Their movements always appear easy, giving the lie to the high energy requirements of flight. The casual observer has no idea of the stress on feathers or the necessity for air sacks in their bodies and hollow bones. Everything that can be spared has been stripped away to make these birds light enough to fly.
Landing, the birds would disturb the crowded shoreline of the slough, causing those already on the ground to shift and dance. Even my old, half deaf ears would fill with that rattling coo unique to cranes, a sound like doves on steroids, doves amplified 1,000 times. Then the rattle would become mere background noise as I scanned the crowd for the one or two Whooping Cranes, pure white against the gray of their smaller kin. As I scanned for whoopers, I would notice the occasional sandhill stained reddish brown with mud, as they, sometimes are.
This expectation was not fulfilled.
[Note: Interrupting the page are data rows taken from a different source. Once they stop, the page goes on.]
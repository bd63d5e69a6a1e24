//! HTTP and WebSocket server
//!
//! Routes:
//! - `GET /ws` - WebSocket session for viewers and chat
//! - `GET /api/state` - Current map state snapshot
//! - `GET /health` - Liveness and connection count
//!
//! Each socket is registered with the [`ConnectionManager`] and serviced by a
//! single loop that selects between inbound frames and the connection's
//! outbound queue, so frames reach the client in the order they were queued.

use axum::{
    extract::{
        ws::{Message, WebSocket},
        State, WebSocketUpgrade,
    },
    response::Response,
    routing::get,
    Json, Router,
};
use futures::{SinkExt, StreamExt};
use sdk::errors::{EngineError, ErrorExt};
use sdk::protocol::{ClientMessage, ServerMessage};
use sdk::types::MapState;
use serde_json::json;
use std::future::Future;
use std::sync::Arc;
use tower_http::{cors::CorsLayer, trace::TraceLayer};
use tracing::{debug, error, info, warn};

use crate::agent::Orchestrator;
use crate::connections::{ConnectionId, ConnectionManager};

/// State shared across handlers
#[derive(Clone)]
pub struct AppState {
    orchestrator: Arc<Orchestrator>,
}

impl AppState {
    pub fn new(orchestrator: Arc<Orchestrator>) -> Self {
        Self { orchestrator }
    }

    fn connections(&self) -> &Arc<ConnectionManager> {
        self.orchestrator.connections()
    }

    fn current_state(&self) -> MapState {
        self.orchestrator.executor().store().read()
    }
}

/// Build the router with WebSocket and API endpoints
pub fn router(state: AppState) -> Router {
    Router::new()
        .route("/ws", get(websocket_handler))
        .route("/api/state", get(state_handler))
        .route("/health", get(health_handler))
        .layer(CorsLayer::permissive())
        .layer(TraceLayer::new_for_http())
        .with_state(state)
}

/// Serve on `listener` until `shutdown` resolves
pub async fn serve<F>(
    listener: tokio::net::TcpListener,
    state: AppState,
    shutdown: F,
) -> std::io::Result<()>
where
    F: Future<Output = ()> + Send + 'static,
{
    if let Ok(addr) = listener.local_addr() {
        info!("Waypoint server listening on http://{}", addr);
    }

    axum::serve(listener, router(state))
        .with_graceful_shutdown(shutdown)
        .await
}

async fn websocket_handler(ws: WebSocketUpgrade, State(state): State<AppState>) -> Response {
    ws.on_upgrade(|socket| handle_websocket(socket, state))
}

async fn handle_websocket(socket: WebSocket, state: AppState) {
    let connections = Arc::clone(state.connections());
    let (id, mut outbound) = connections.register_with(|| ServerMessage::StateSync {
        map_state: state.current_state(),
    });

    let (mut sender, mut receiver) = socket.split();

    loop {
        tokio::select! {
            inbound = receiver.next() => {
                match inbound {
                    Some(Ok(Message::Text(text))) => {
                        debug!("Received from {}: {}", id, text);
                        handle_client_text(&state, id, &text);
                    }
                    Some(Ok(Message::Close(_))) => {
                        info!("WebSocket {} closed by client", id);
                        break;
                    }
                    Some(Ok(_)) => {}
                    Some(Err(e)) => {
                        warn!("WebSocket {} error: {}", id, e);
                        break;
                    }
                    None => break,
                }
            }
            queued = outbound.recv() => {
                let Some(message) = queued else {
                    // Manager dropped the connection (failed delivery)
                    break;
                };
                let text = match message.to_json() {
                    Ok(text) => text,
                    Err(e) => {
                        error!("Failed to encode outbound message: {}", e);
                        continue;
                    }
                };
                if sender.send(Message::Text(text)).await.is_err() {
                    break;
                }
            }
        }
    }

    connections.remove(id);
}

fn handle_client_text(state: &AppState, id: ConnectionId, text: &str) {
    let connections = state.connections();

    match ClientMessage::decode(text) {
        Ok(ClientMessage::ChatMessage { content }) => {
            let orchestrator = Arc::clone(&state.orchestrator);
            // A disconnect must not cancel the turn for everyone else
            tokio::spawn(async move {
                orchestrator.run_turn(&content).await;
            });
        }
        Ok(ClientMessage::Ping) => {
            let _ = connections.send_to(id, ServerMessage::Pong);
        }
        Err(e) => {
            let error = EngineError::Protocol(e.to_string());
            warn!("Rejected message from {}: {}", id, error);
            let _ = connections.send_to(id, ServerMessage::error(error.user_hint()));
        }
    }
}

async fn state_handler(State(state): State<AppState>) -> Json<MapState> {
    Json(state.current_state())
}

async fn health_handler(State(state): State<AppState>) -> Json<serde_json::Value> {
    Json(json!({
        "status": "ok",
        "connections": state.connections().len(),
        "version": env!("CARGO_PKG_VERSION"),
    }))
}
At the viewing platform, I examined a small finger of water, the closest part of the slough, and saw cranes on neither near nor far shore. A scattered few gleaned what they could from the rows of corn on the hill beyond the water, while a dozen or so gathered beneath the branches of a pine. Calls were an occasional punctuation of the stillness, rather than the expected incessant racket.
The cranes had dispersed, but bird watching opportunities abounded. As I looked across the open water of the main body of the slough I observed a larger flock on the much more distant shore. A large bird circled over the tree line and seemed to have a white head. As I watched this Bald Eagle soaring, another came to my attention higher up, circling with a third. The shape and plumage confirmed it was a Golden Eagle.
I looked back to the small finger of water, to see a smaller brown bird of prey work the farther shoreline. As it circled and moved, its turns revealed a flash of white above the tail. The white rump is an unmistakable mark of a Harrier, sometimes known as a Marsh Hawk.
I had seen Harriers work the salt marshes of Cape Cod, with mice and large insects as their prey. Brown females and gray males showed a more obvious difference in forms, sexual dimorphism to the scientist, than many other raptors. The Harrier of this day was indeed a female, though one observer said he had spotted a male bird earlier in the day.
Where some birds soar, and rise aloft on air currents, this Harrier glides just above the marsh grass. Arriving at a snag, she lifted up and crossed over. Then she was down to grass top level, circling and gliding. When she spotted something of interest, a potential meal, her flight stalled as she back pedaled with wings outstretched. She hovered, and descended for the catch.
Eagles and red tailed hawks soar and then swoop to catch prey. Vultures soar and land on carrion. Falcons stoop at 200 miles per hour and slam into smaller birds with a talon closed like a fist. Owls ambush their prey in dark of night.
Harriers and Osprey hover, and then descend to grab the prey. The smallest local falcon, the Sparrow Hawk, Kestrel to the ornithologist, also hovers, searching for insects. I have seen Red-Shouldered Hawks appear to hover, though I might be technically wrong in applying the term to them. For grace in motion though, I have seen few birds equal the Harrier as she hovered above this particular marsh.